Aristil Bonord adjusts the blue plastic bucket on his right shoulder as he speaks. Inside it, a steeple of multicolored pills in blister packs rises like a totem. A pair of scissors, used to divvy up the medicine, pokes out at the top. The whole thing is held together with rubber bands.
For more than 20 years Bonord has roamed the streets of Port-au-Prince with this tower of treatments, this chemical Babel. But he is not a pharmacist. He is a vendor.
In a little apartment in the Pacot neighborhood of the Haitian capital, merchants like Bonord are lined up to have their portraits taken by Gabriele Galimberti and Paolo Woods. The two photographers—working on a project about medical access in over two dozen countries—have long been fascinated by the city’s wandering druggists.
Street dispensaries, they say, are the main source of medicine for many Haitians. “Pharmacists are an endangered species,” explains Lionel Étienne, a local drug importer. “Medicine is considered an ordinary consumer good.”
The portable pharmacies may look like contemporary art installations or candy store displays, but they can be as dangerous as Russian roulette. The government’s lack of oversight allows untrained merchants like Bonord to obtain and sell pharmaceutical products: generic medicines from China, expired pills, counterfeit drugs imported from the Dominican Republic.

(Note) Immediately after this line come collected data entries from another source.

use chrono::Utc;
use sea_orm::*;
use sea_orm::sea_query::{Index, IndexCreateStatement, PostgresQueryBuilder};
use tracing::info;

use crate::entity::institution::{self, InstitutionKind};
use crate::entity::{application, internship, review};

/// Institutions available on a fresh install.
const DEFAULT_INSTITUTIONS: &[(&str, InstitutionKind)] = &[
    ("Chuvash State University", InstitutionKind::University),
    ("Cheboksary Polytechnic College", InstitutionKind::College),
];

/// Insert the default institutions when the table is empty.
pub async fn seed_institutions(db: &DatabaseConnection) -> Result<(), DbErr> {
    if institution::Entity::find().count(db).await? > 0 {
        return Ok(());
    }

    let now = Utc::now();
    institution::Entity::insert_many(DEFAULT_INSTITUTIONS.iter().map(|&(name, kind)| {
        institution::ActiveModel {
            name: Set(name.to_string()),
            kind: Set(kind),
            created_at: Set(now),
            ..Default::default()
        }
    }))
    .exec_without_returning(db)
    .await?;

    info!("Seeded {} institutions", DEFAULT_INSTITUTIONS.len());
    Ok(())
}

async fn create_index(db: &DatabaseConnection, name: &str, stmt: &mut IndexCreateStatement) {
    let sql = stmt
        .if_not_exists()
        .name(name)
        .to_string(PostgresQueryBuilder);
    match db.execute_unprepared(&sql).await {
        Ok(_) => info!("Ensured index {} exists", name),
        Err(e) => tracing::warn!("Failed to create index {}: {}", name, e),
    }
}

/// Create the composite indexes the listing queries rely on.
///
/// Failures are logged and skipped; the server still works without them.
pub async fn ensure_indexes(db: &DatabaseConnection) -> Result<(), DbErr> {
    // Public listing: WHERE is_active ORDER BY created_at DESC
    create_index(
        db,
        "idx_internship_active_created",
        Index::create()
            .table(internship::Entity)
            .col(internship::Column::IsActive)
            .col(internship::Column::CreatedAt),
    )
    .await;

    create_index(
        db,
        "idx_internship_company",
        Index::create()
            .table(internship::Entity)
            .col(internship::Column::CompanyId),
    )
    .await;

    // Company portal: applications to one company filtered by status
    create_index(
        db,
        "idx_application_company_status",
        Index::create()
            .table(application::Entity)
            .col(application::Column::CompanyId)
            .col(application::Column::Status),
    )
    .await;

    create_index(
        db,
        "idx_application_student_created",
        Index::create()
            .table(application::Entity)
            .col(application::Column::StudentId)
            .col(application::Column::CreatedAt),
    )
    .await;

    create_index(
        db,
        "idx_review_company",
        Index::create()
            .table(review::Entity)
            .col(review::Column::CompanyId),
    )
    .await;

    Ok(())
}
pub mod application;
pub mod auth;
pub mod company;
pub mod institution;
pub mod internship;
pub mod review;
pub mod shared;
pub mod student;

The activity is technically illegal, but the laws are rarely enforced by the Ministry of Public Health and Population. So the vendors sell anything they can get their hands on, from abortion pills to Viagra knockoffs. Sometimes they give bad advice to their clients. One seller told a teenager to take powerful antibiotics for his acne.

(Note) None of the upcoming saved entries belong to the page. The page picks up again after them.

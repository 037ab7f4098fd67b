use sea_orm::entity::prelude::*;
use serde::{Deserialize, Serialize};

#[sea_orm::model]
#[derive(Clone, Debug, PartialEq, Eq, DeriveEntityModel, Serialize, Deserialize)]
#[sea_orm(table_name = "internship_institution")]
pub struct Model {
    #[sea_orm(primary_key)]
    pub internship_id: i32,
    #[sea_orm(primary_key)]
    pub institution_id: i32,
    #[sea_orm(belongs_to, from = "internship_id", to = "id")]
    pub internship: HasOne<super::internship::Entity>,
    #[sea_orm(belongs_to, from = "institution_id", to = "id")]
    pub institution: HasOne<super::institution::Entity>,
}

impl ActiveModelBehavior for ActiveModel {}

“Every time I see a street vendor, it is like a slap in the face,” mutters the ministry’s pharmacy director, Flaurine Joseph. “They are like time bombs, and we have almost no way to stop them.”
As the vendors waited to be photographed, they eyed their neighbors’ goods, rarely speaking. It was their only respite from a long day in the brutal sun. They were glad for the break but worried that they were losing clients.
“I chose this profession because times are hard here,” says Bonord. “I want my children to go to school. And everyone needs medicine.”
This story appears in the June 2017 issue of National Geographic magazine.